Впрочем, напрасно я пишу тебе все это, ведь ты же знаешь, что так думаю… (
Я не жалуюсь тебе, но ты требовал, вот и объясняю тебе, что я ближе к гробу, чем к супружескому ложу. Разум мои достаточно спокоен (
Никогда со времен Штутгарта не излил Шопен столько признаний и чувств в словах и на бумаге. Там был бурный темперамент этюда, здесь интимная скорбь прелюдий или ноктюрна. И какой ответ всем тем биографам художника, которые снова начинают отрицать национальный дух творчества Шопена. Так, например, Анри Корэ, известный парижский музыкальный критик, в своей недавно изданной монографии о нашем композиторе пытается доказать, что Шопен не чувствовал и не думал по-польски. Разумеется, глупо считать «Этюд ля минор» отголоском сибирского ветра либо видеть в «Балладе фа минор» рассказ о трех Будрысах! Но нельзя выплескивать вместе с водой ребенка.
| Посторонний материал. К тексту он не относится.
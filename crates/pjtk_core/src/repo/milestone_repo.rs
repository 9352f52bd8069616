//! Milestone catalogue and per-project milestone state.
//!
//! # Responsibility
//! - Persist the milestone catalogue.
//! - Read and write `project_milestones` (required flag, completion stamp).
//! - Record a notice for every completion change in the same transaction.
//!
//! # Invariants
//! - `(project_uuid, milestone_id)` is unique; requirement changes upsert.
//! - Notice recipients are the owner, the project lead, watchers and the
//!   owner's supervisor chain, each at most once.

use super::{
    bool_to_int, int_to_bool, is_unique_violation, parse_uuid, RepoError, RepoResult, WriteScope,
};
use crate::model::milestone::{
    Milestone, MilestoneCategory, MilestoneId, NewMilestone, ProjectMilestone, ProjectMilestoneId,
};
use crate::model::notice::MessageLevel;
use crate::model::project::ProjectId;
use rusqlite::{params, Connection, OptionalExtension, Row};

const MILESTONE_COLUMNS_SQL: &str = "m.id AS milestone_id,
    m.label AS label,
    m.label_abbrev AS label_abbrev,
    m.category AS category,
    m.sort_order AS sort_order,
    m.report AS report,
    m.protected AS protected,
    m.shared AS shared";

const NOTICE_RECIPIENTS_SQL: &str = "WITH RECURSIVE
    target(project_uuid, owner, prj_ldr) AS (
        SELECT p.uuid, p.owner, p.prj_ldr
        FROM project_milestones pm
        JOIN projects p ON p.uuid = pm.project_uuid
        WHERE pm.id = ?1
    ),
    chain(username, supervisor) AS (
        SELECT e.username, e.supervisor
        FROM employees e
        JOIN target t ON e.username = t.owner
        UNION
        SELECT e.username, e.supervisor
        FROM employees e
        JOIN chain c ON e.username = c.supervisor
    )
INSERT OR IGNORE INTO message_recipients (message_id, username)
SELECT ?2, username FROM (
    SELECT owner AS username FROM target
    UNION SELECT prj_ldr FROM target
    UNION SELECT username FROM chain
    UNION SELECT b.username FROM bookmarks b JOIN target t ON b.project_uuid = t.project_uuid
);";

/// One completion stamp change and the notice announcing it.
#[derive(Debug, Clone, PartialEq, Eq)]
pub struct CompletionChange {
    pub project_milestone_id: ProjectMilestoneId,
    pub completed: Option<i64>,
    pub message: String,
    pub level: MessageLevel,
}

pub trait MilestoneRepository {
    fn create_milestone(&self, milestone: &NewMilestone) -> RepoResult<Milestone>;
    fn get_milestone(&self, id: MilestoneId) -> RepoResult<Option<Milestone>>;
    fn get_milestone_by_label(&self, label: &str) -> RepoResult<Option<Milestone>>;
    fn list_milestones(&self) -> RepoResult<Vec<Milestone>>;
    /// Every record for the project, required or not, ordered by milestone order.
    fn project_milestones(&self, project: ProjectId) -> RepoResult<Vec<ProjectMilestone>>;
    /// Upserts `required` for each `(milestone, required)` pair atomically.
    fn apply_requirement_changes(
        &self,
        project: ProjectId,
        changes: &[(MilestoneId, bool)],
    ) -> RepoResult<()>;
    /// Writes completion stamps and their notices atomically.
    fn apply_completion_changes(&self, changes: &[CompletionChange], now: i64) -> RepoResult<()>;
}

pub struct SqliteMilestoneRepository<'conn> {
    conn: &'conn Connection,
}

impl<'conn> SqliteMilestoneRepository<'conn> {
    pub fn new(conn: &'conn Connection) -> Self {
        Self { conn }
    }

    fn query_milestone(
        &self,
        where_sql: &str,
        param: &dyn rusqlite::ToSql,
    ) -> RepoResult<Option<Milestone>> {
        self.conn
            .query_row(
                &format!("SELECT {MILESTONE_COLUMNS_SQL} FROM milestones m WHERE {where_sql};"),
                [param],
                |row| Ok(parse_milestone_row(row)),
            )
            .optional()?
            .transpose()
    }
}

impl MilestoneRepository for SqliteMilestoneRepository<'_> {
    fn create_milestone(&self, milestone: &NewMilestone) -> RepoResult<Milestone> {
        let result = self.conn.execute(
            "INSERT INTO milestones (label, label_abbrev, category, sort_order, report, protected, shared)
             VALUES (?1, ?2, ?3, ?4, ?5, ?6, ?7);",
            params![
                milestone.label,
                milestone.label_abbrev,
                milestone.category.as_str(),
                milestone.order,
                bool_to_int(milestone.report),
                bool_to_int(milestone.protected),
                bool_to_int(milestone.shared),
            ],
        );
        match result {
            Ok(_) => {}
            Err(err) if is_unique_violation(&err) => {
                return Err(RepoError::Conflict(format!(
                    "milestone `{}` already exists",
                    milestone.label
                )));
            }
            Err(err) => return Err(err.into()),
        }

        Ok(Milestone {
            id: self.conn.last_insert_rowid(),
            label: milestone.label.clone(),
            label_abbrev: milestone.label_abbrev.clone(),
            category: milestone.category,
            order: milestone.order,
            report: milestone.report,
            protected: milestone.protected,
            shared: milestone.shared,
        })
    }

    fn get_milestone(&self, id: MilestoneId) -> RepoResult<Option<Milestone>> {
        self.query_milestone("m.id = ?1", &id)
    }

    fn get_milestone_by_label(&self, label: &str) -> RepoResult<Option<Milestone>> {
        self.query_milestone("m.label = ?1", &label)
    }

    fn list_milestones(&self) -> RepoResult<Vec<Milestone>> {
        let mut stmt = self.conn.prepare(&format!(
            "SELECT {MILESTONE_COLUMNS_SQL} FROM milestones m ORDER BY m.sort_order ASC, m.label ASC;"
        ))?;
        let mut rows = stmt.query([])?;
        let mut milestones = Vec::new();
        while let Some(row) = rows.next()? {
            milestones.push(parse_milestone_row(row)?);
        }
        Ok(milestones)
    }

    fn project_milestones(&self, project: ProjectId) -> RepoResult<Vec<ProjectMilestone>> {
        let mut stmt = self.conn.prepare(&format!(
            "{PROJECT_MILESTONE_SELECT_SQL}
             WHERE pm.project_uuid = ?1
             ORDER BY m.sort_order ASC, m.label ASC;"
        ))?;
        let mut rows = stmt.query([project.to_string()])?;
        let mut records = Vec::new();
        while let Some(row) = rows.next()? {
            records.push(parse_project_milestone_row(row)?);
        }
        Ok(records)
    }

    fn apply_requirement_changes(
        &self,
        project: ProjectId,
        changes: &[(MilestoneId, bool)],
    ) -> RepoResult<()> {
        let tx = WriteScope::begin(self.conn)?;
        for (milestone_id, required) in changes {
            tx.execute(
                "INSERT INTO project_milestones (project_uuid, milestone_id, required)
                 VALUES (?1, ?2, ?3)
                 ON CONFLICT(project_uuid, milestone_id) DO UPDATE SET required = excluded.required;",
                params![project.to_string(), milestone_id, bool_to_int(*required)],
            )?;
        }
        tx.commit()?;
        Ok(())
    }

    fn apply_completion_changes(&self, changes: &[CompletionChange], now: i64) -> RepoResult<()> {
        let tx = WriteScope::begin(self.conn)?;
        for change in changes {
            let updated = tx.execute(
                "UPDATE project_milestones SET completed = ?2 WHERE id = ?1;",
                params![change.project_milestone_id, change.completed],
            )?;
            if updated == 0 {
                return Err(RepoError::NotFound(format!(
                    "project milestone {}",
                    change.project_milestone_id
                )));
            }
            record_notice(&tx, change, now)?;
        }
        tx.commit()?;
        Ok(())
    }
}

/// Inserts one message for a project milestone and fans it out to recipients.
pub(crate) fn record_notice(
    conn: &Connection,
    change: &CompletionChange,
    now: i64,
) -> RepoResult<()> {
    conn.execute(
        "INSERT INTO messages (project_milestone_id, msg, level, created_at) VALUES (?1, ?2, ?3, ?4);",
        params![
            change.project_milestone_id,
            change.message,
            change.level.as_str(),
            now
        ],
    )?;
    let message_id = conn.last_insert_rowid();
    conn.execute(
        NOTICE_RECIPIENTS_SQL,
        params![change.project_milestone_id, message_id],
    )?;
    Ok(())
}

fn parse_milestone_row(row: &Row<'_>) -> RepoResult<Milestone> {
    let category_text: String = row.get("category")?;
    let category = MilestoneCategory::parse(&category_text).ok_or_else(|| {
        RepoError::InvalidData(format!(
            "invalid category `{category_text}` in milestones.category"
        ))
    })?;
    Ok(Milestone {
        id: row.get("milestone_id")?,
        label: row.get("label")?,
        label_abbrev: row.get("label_abbrev")?,
        category,
        order: row.get("sort_order")?,
        report: int_to_bool(row.get("report")?, "milestones.report")?,
        protected: int_to_bool(row.get("protected")?, "milestones.protected")?,
        shared: int_to_bool(row.get("shared")?, "milestones.shared")?,
    })
}

pub(crate) fn parse_project_milestone_row(row: &Row<'_>) -> RepoResult<ProjectMilestone> {
    let project_text: String = row.get("project_uuid")?;
    Ok(ProjectMilestone {
        id: row.get("id")?,
        project_uuid: parse_uuid(&project_text, "project_milestones.project_uuid")?,
        milestone: parse_milestone_row(row)?,
        required: int_to_bool(row.get("required")?, "project_milestones.required")?,
        completed: row.get("completed")?,
    })
}

pub(crate) const PROJECT_MILESTONE_SELECT_SQL: &str = "SELECT
    pm.id AS id,
    pm.project_uuid AS project_uuid,
    pm.required AS required,
    pm.completed AS completed,
    m.id AS milestone_id,
    m.label AS label,
    m.label_abbrev AS label_abbrev,
    m.category AS category,
    m.sort_order AS sort_order,
    m.report AS report,
    m.protected AS protected,
    m.shared AS shared
FROM project_milestones pm
JOIN milestones m ON m.id = pm.milestone_id";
Связь с Польшей, с национальным духом не сводится к музыкальному воспроизведению лубочных патриотических картинок. Эта связь выражалась в глубочайшем, органическом проникновении в жизнь народа, проявлявшемся не во внешнем блеске, а в самой сущности творчества Шопена. И нарушение связи с Польшей, отрыв от родины подрезали не только корни творчества, но и самой жизни Шопена. И отсюда этот неожиданный крик ужаса среди предсмертных жалоб угасающего человека: «Едва помню уже, как поют на родине». Это признание — одно из наиважнейших откровений Шопена-художника. Память о том, как поют на родине, — основа его существования как человека и музыканта. Те немудреные напевы, которые он записывал еще в Шафарнии, были для него хлебом насущным. Ведь недаром это горькое признание стоит рядом с двумя полными отчаянья вопросами об искусстве и погубленном сердце.
Как часто на склоне лет художник разочаровывается в своих творениях? Ужас овладевает им, когда, оглядываясь на пройденный — короткий или длинный жизненный путь, он видит лишь прах да суету сует. Страшно это предсмертное разочарование уходящих, ужасен кровавый пот, которым они обливаются потом под сенью олив, и чувство, что все их самопожертвование — ибо жизнь художника всегда жертва — напрасно. Потому и этот вопросительный знак, поставленный Шопеном над всем его творчеством, так нас потрясает. «…Куда запропастилось мое искусство?» Хотелось бы сказать пану Фридерику — тогда, более ста лет назад, — что не запропастилось, что оно существует, живет и является живительным источником для стольких людей на целом свете. И горестно нам оттого, что он, сидя там, в прекрасном чужом городе, у столика доктора Лыщинского, мог хоть на мгновение усомниться в своем бессмертном искусстве.
«А сердце мое где истратил?» Тут наши утешения были бы неискренни. Не подлежит сомнению — сердце истратил. Но из этой боли, из этого общения с непонимающей его женщиной, из смешения чувств: к Марии, Дельфине, Авроре, Соланж, которые привели к неприкаянности и трагическому возгласу «один, один, один», — рождалось искусство Шопена. Его питали народ и эта боль. Но если бы мы могли перенестись в Эдинбург и отступить во времени до того дня — тридцатого октября, уже довольно холодного, и склониться над столом, за которым он пишет письмо, и сказать ему: «Пан Фридерик, весь народ с вами», — он бы мог резонно ответить: «Народ мне не нужен. Мне нужно, чтобы к голове моей прикоснулись две нежные руки!» Мы бы умолкли. Ведь этого дать не может и весь народ.
Так завершается эта печальная эскапада. Шопен теперь предается иллюзиям, что в Париже, «может быть, еще придет в себя». Но болезнь не уступает. Двадцать третьего ноября композитор покидает Лондон, двадцать четвертого он в Париже. Перед этим он писал Гжимале: «Вели в пятницу купить букет фиалок, чтобы в гостиной благоухало — пусть я почувствую у себя еще немножечко поэзии, возвращаясь, проходя через комнату в спальню, где, видно, слягу надолго…»
«Не терпится мне дышать без труда, понимать, что люди толкуют, и увидеть несколько дружеских лиц…» — пишет Шопен к де Розьер. Да, теперь он забыл, что называл бедняжку «свиньей, которая роется в моем палисаднике». Она становится для него символом всех тех, которые умерли либо так далеки, словно их уже и нет на белом свете. Грустно!